Like his siblings, Werner joined the Hitler Youth when Hitler came to power. In 1936, Werner, Sophie, and Inge were arrested by the Gestapo. After being held for a few weeks, Werner was released, but the imprisonment left a mark on him.

In the summer of 1939, Werner became the first member of the Scholl family to openly resist the Nazi regime when he resigned from the Hitler Youth, a decision that barred him from being able to take the Abitur. Werner also climbed on top of the statue of Justice at the Courtroom in Ulm to blindfold the Lady of Justice with a swastika flag.

==Service during the War==
Werner Scholl was drafted into the Reich Labour Service in 1941, immediately after graduating from high school. He was later brought into the Wehrmacht, where he served as a medical officer.

In 1942, Werner was sent out to the Russian front, where, by chance, he was stationed near Hans. The two were able to see each other fairly often.

==White Rose Trial==

In February 1943, Werner was given leave to go home to Ulm. When he came home, he found out that Sophie and Hans had been captured by the Gestapo. Along with his parents, Werner travelled to Munich for the trial on 22 February, storming into the courtroom just as Roland Freisler was about to give the verdict. After a brief stand-off, the Scholl parents were removed from the room. Because Werner had an army uniform on, he was able to blend in with the crowd and be there when the judge announced the guilty verdict. As those in the courtroom got up to leave, Werner was able to see Hans and Sophie one last time and take their hands. Hans said to him, "Stay strong. Make no concessions!" Later that day, his parents were able to see Hans and Sophie again, but Werner was not. After helping Traute Lafrenz clear out incriminating evidence from Sophie and Hans' living quarters, Werner and his parents then left Munich, distraught but hopeful that they could petition for clemency. They were unaware that Sophie and Hans had already been executed at 5:00 pm. A few days later, when Fritz Hartnagel came to Munich after learning of Sophie's arrest, it was Werner who broke the news to him that Sophie had already been executed.
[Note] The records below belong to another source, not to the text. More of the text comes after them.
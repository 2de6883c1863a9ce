//! HTTP client for the device backend
//!
//! Wraps the three submit operations of the [`ConfigGateway`] port.
//! The backend signals success strictly with HTTP 200; any other status
//! and any transport failure fold into `false` at this boundary, with the
//! detail going to the log rather than across the port.

use std::time::Duration;

use async_trait::async_trait;
use lumen_core::ConfigGateway;
use lumen_domain::{
    BackendConfig, BrokerageCredentials, DisplayConfig, ExchangeRequest, LumenError, Result,
};
use reqwest::{Client, StatusCode};
use serde::Serialize;
use tracing::{debug, warn};

/// Path of the display configuration endpoint.
const DASHBOARD_CONFIG_PATH: &str = "/dashboard/config";

/// Path of the code-for-token exchange endpoint.
const OAUTH_CODE_PATH: &str = "/oauth2/code";

/// reqwest-based implementation of the [`ConfigGateway`] port.
pub struct HttpConfigGateway {
    client: Client,
    base_url: String,
}

impl HttpConfigGateway {
    /// Build a gateway against the configured backend.
    ///
    /// # Errors
    /// Returns `LumenError::Config` if the HTTP client cannot be built.
    pub fn new(config: &BackendConfig) -> Result<Self> {
        let client = Client::builder()
            .timeout(Duration::from_secs(config.timeout_seconds))
            .build()
            .map_err(|err| LumenError::Config(format!("failed to build HTTP client: {err}")))?;

        Ok(Self { client, base_url: config.base_url.trim_end_matches('/').to_string() })
    }

    async fn post_json<T: Serialize + Sync + ?Sized>(&self, path: &str, body: &T) -> bool {
        let url = format!("{}{}", self.base_url, path);
        match self.client.post(&url).json(body).send().await {
            Ok(response) if response.status() == StatusCode::OK => {
                debug!(url = %url, "backend accepted request");
                true
            }
            Ok(response) => {
                warn!(url = %url, status = %response.status(), "backend rejected request");
                false
            }
            Err(err) => {
                warn!(url = %url, error = %err, "backend request failed");
                false
            }
        }
    }
}

#[async_trait]
impl ConfigGateway for HttpConfigGateway {
    async fn submit_display_config(&self, config: &DisplayConfig) -> bool {
        self.post_json(DASHBOARD_CONFIG_PATH, config).await
    }

    async fn submit_integration_credentials(
        &self,
        integration: &str,
        credentials: &BrokerageCredentials,
    ) -> bool {
        let path = format!("/{integration}/credentials");
        self.post_json(&path, credentials).await
    }

    async fn exchange_authorization_code(&self, request: &ExchangeRequest) -> bool {
        self.post_json(OAUTH_CODE_PATH, request).await
    }
}
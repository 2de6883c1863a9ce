//! Location observation
//!
//! Watches the embedding surface's current URL and republishes it as a
//! reactive value. OAuth redirects commonly change only the query string
//! without a page reload, so consumers must receive an event for every
//! navigation, not a one-shot read at startup; [`LocationObserver`] is the
//! push side the embedding feeds, and its `watch` channel is the reactive
//! side consumers subscribe to.

use std::collections::BTreeMap;

use lumen_domain::{LumenError, Result};
use tokio::sync::watch;
use url::Url;

/// A parsed navigation target: origin + path plus its query parameters.
#[derive(Debug, Clone, PartialEq, Eq)]
pub struct Location {
    /// Origin and path with query string and fragment stripped.
    pub base: String,
    /// Query parameters; keys are unique, the last occurrence wins.
    pub params: BTreeMap<String, String>,
}

impl Location {
    /// Parse an absolute URL into its base and query parameters.
    ///
    /// # Errors
    /// Returns `LumenError::InvalidInput` for anything `url` cannot parse
    /// as an absolute URL.
    pub fn parse(raw: &str) -> Result<Self> {
        let url = Url::parse(raw)
            .map_err(|err| LumenError::InvalidInput(format!("invalid URL {raw:?}: {err}")))?;

        let base = format!("{}{}", url.origin().ascii_serialization(), url.path());

        let mut params = BTreeMap::new();
        for (key, value) in url.query_pairs() {
            // Last occurrence wins on duplicate keys.
            params.insert(key.into_owned(), value.into_owned());
        }

        Ok(Self { base, params })
    }

    /// Look up a query parameter.
    #[must_use]
    pub fn param(&self, key: &str) -> Option<&str> {
        self.params.get(key).map(String::as_str)
    }
}

/// Strip query and fragment from a configured callback URL.
///
/// Returns `None` when the value is empty or not an absolute URL; such
/// callbacks never match any observed location.
#[must_use]
pub fn callback_base(callback_url: &str) -> Option<String> {
    if callback_url.is_empty() {
        return None;
    }
    Location::parse(callback_url).ok().map(|location| location.base)
}

/// Reactive source of navigation events.
///
/// The embedding surface calls [`navigate`](Self::navigate) on every URL
/// change (including query-string-only changes); every call notifies all
/// subscribers, even when the URL is unchanged, mirroring how the original
/// console re-evaluated on every render tick.
pub struct LocationObserver {
    tx: watch::Sender<Option<Location>>,
}

impl Default for LocationObserver {
    fn default() -> Self {
        Self::new()
    }
}

impl LocationObserver {
    /// Create an observer with no location observed yet.
    #[must_use]
    pub fn new() -> Self {
        let (tx, _rx) = watch::channel(None);
        Self { tx }
    }

    /// Record a navigation to `url` and notify subscribers.
    ///
    /// # Errors
    /// Returns `LumenError::InvalidInput` when `url` is not an absolute
    /// URL; subscribers are not notified in that case.
    pub fn navigate(&self, url: &str) -> Result<()> {
        let location = Location::parse(url)?;
        self.tx.send_replace(Some(location));
        Ok(())
    }

    /// The most recently observed location, if any.
    #[must_use]
    pub fn current(&self) -> Option<Location> {
        self.tx.borrow().clone()
    }

    /// Subscribe to navigation events.
    #[must_use]
    pub fn subscribe(&self) -> watch::Receiver<Option<Location>> {
        self.tx.subscribe()
    }
}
Soon after, the entire Scholl family was arrested, with the exception of Werner, who had gone back to the Russian front soon after Hans and Sophie's execution. The family members were arrested because of Sippenhaft, the assumption of shared family guilt. Sippenhaft was a major deterrent for anyone considering resisting the Nazi Regime; if they were captured, not only would they suffer, but their family would too.

==Disappearance==
In June 1944, the Scholl family received word that Werner was classified as missing in action. His body was never found, so it is assumed that he died on the Soviet front. He was 21.